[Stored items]

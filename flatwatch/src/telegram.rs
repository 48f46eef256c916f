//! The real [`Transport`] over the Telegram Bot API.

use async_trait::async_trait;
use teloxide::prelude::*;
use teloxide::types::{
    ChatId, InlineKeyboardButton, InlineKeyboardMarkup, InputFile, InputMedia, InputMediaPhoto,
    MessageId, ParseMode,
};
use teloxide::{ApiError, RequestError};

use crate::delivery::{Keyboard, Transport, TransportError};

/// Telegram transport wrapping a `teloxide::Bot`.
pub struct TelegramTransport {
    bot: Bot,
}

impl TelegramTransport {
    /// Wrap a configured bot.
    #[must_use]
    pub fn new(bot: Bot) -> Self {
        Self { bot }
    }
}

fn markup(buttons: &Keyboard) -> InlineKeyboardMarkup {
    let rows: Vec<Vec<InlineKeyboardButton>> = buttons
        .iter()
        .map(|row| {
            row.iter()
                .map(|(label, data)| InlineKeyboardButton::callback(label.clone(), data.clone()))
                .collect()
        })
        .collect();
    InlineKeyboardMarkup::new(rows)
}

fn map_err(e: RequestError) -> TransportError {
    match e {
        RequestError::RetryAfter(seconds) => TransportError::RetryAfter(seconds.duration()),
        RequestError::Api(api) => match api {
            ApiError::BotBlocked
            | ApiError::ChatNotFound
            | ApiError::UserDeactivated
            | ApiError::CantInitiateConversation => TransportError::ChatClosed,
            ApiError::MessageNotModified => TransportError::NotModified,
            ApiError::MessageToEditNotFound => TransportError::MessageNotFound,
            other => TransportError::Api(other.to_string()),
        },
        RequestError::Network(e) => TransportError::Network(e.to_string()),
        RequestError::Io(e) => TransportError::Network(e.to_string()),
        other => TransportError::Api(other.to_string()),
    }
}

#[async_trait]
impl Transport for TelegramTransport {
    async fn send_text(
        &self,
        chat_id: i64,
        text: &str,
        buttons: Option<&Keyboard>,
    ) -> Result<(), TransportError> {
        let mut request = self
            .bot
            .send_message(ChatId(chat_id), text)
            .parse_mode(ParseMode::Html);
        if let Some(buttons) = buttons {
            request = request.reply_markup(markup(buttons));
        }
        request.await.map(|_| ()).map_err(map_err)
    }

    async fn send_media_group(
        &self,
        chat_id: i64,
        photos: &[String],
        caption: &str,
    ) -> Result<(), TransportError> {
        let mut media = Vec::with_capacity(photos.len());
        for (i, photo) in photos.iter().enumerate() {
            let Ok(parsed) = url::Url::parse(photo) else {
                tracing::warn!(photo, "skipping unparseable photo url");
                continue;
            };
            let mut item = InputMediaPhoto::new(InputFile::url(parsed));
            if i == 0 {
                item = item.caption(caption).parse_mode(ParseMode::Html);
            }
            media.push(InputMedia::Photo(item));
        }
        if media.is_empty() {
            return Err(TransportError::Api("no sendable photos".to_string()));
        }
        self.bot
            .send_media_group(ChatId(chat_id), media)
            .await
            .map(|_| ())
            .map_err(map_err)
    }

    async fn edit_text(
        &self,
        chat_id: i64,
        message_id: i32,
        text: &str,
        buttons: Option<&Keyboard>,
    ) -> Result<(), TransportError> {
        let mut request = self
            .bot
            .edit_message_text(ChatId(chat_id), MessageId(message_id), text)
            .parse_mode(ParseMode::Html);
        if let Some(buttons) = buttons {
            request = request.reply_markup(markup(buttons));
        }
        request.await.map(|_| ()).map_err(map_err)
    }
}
* * *
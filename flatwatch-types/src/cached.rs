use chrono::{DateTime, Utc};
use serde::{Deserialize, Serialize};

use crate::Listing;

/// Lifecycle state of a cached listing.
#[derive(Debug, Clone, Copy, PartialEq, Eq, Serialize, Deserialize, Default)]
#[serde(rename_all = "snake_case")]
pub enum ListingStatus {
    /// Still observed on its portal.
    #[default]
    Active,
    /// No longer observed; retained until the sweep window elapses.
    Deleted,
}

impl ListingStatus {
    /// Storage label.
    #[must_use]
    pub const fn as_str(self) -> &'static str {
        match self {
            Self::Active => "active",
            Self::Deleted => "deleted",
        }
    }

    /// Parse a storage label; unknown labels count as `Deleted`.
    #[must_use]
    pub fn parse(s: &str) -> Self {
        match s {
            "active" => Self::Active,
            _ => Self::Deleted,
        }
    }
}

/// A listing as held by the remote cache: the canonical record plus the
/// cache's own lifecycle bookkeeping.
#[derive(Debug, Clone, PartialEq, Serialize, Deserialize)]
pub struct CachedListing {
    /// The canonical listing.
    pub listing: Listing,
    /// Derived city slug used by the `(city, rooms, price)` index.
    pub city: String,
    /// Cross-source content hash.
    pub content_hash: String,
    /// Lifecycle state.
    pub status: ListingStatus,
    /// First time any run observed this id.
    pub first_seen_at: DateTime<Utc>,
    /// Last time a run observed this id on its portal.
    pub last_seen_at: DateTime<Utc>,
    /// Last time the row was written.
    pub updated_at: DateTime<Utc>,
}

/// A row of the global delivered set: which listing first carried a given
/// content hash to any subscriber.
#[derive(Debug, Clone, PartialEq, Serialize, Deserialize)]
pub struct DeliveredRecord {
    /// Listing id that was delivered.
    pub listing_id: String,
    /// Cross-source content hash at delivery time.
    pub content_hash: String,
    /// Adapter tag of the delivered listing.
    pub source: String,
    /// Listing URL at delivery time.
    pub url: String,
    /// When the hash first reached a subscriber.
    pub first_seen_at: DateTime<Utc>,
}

▸ **THE TASK**
Whenever the word "InputFile" shows up in a line of the entries, copy that line.

▸ **SOLUTION TO THE EXERCISE**
    ChatId, InlineKeyboardButton, InlineKeyboardMarkup, InputFile, InputMedia, InputMediaPhoto,
            let mut item = InputMediaPhoto::new(InputFile::url(parsed));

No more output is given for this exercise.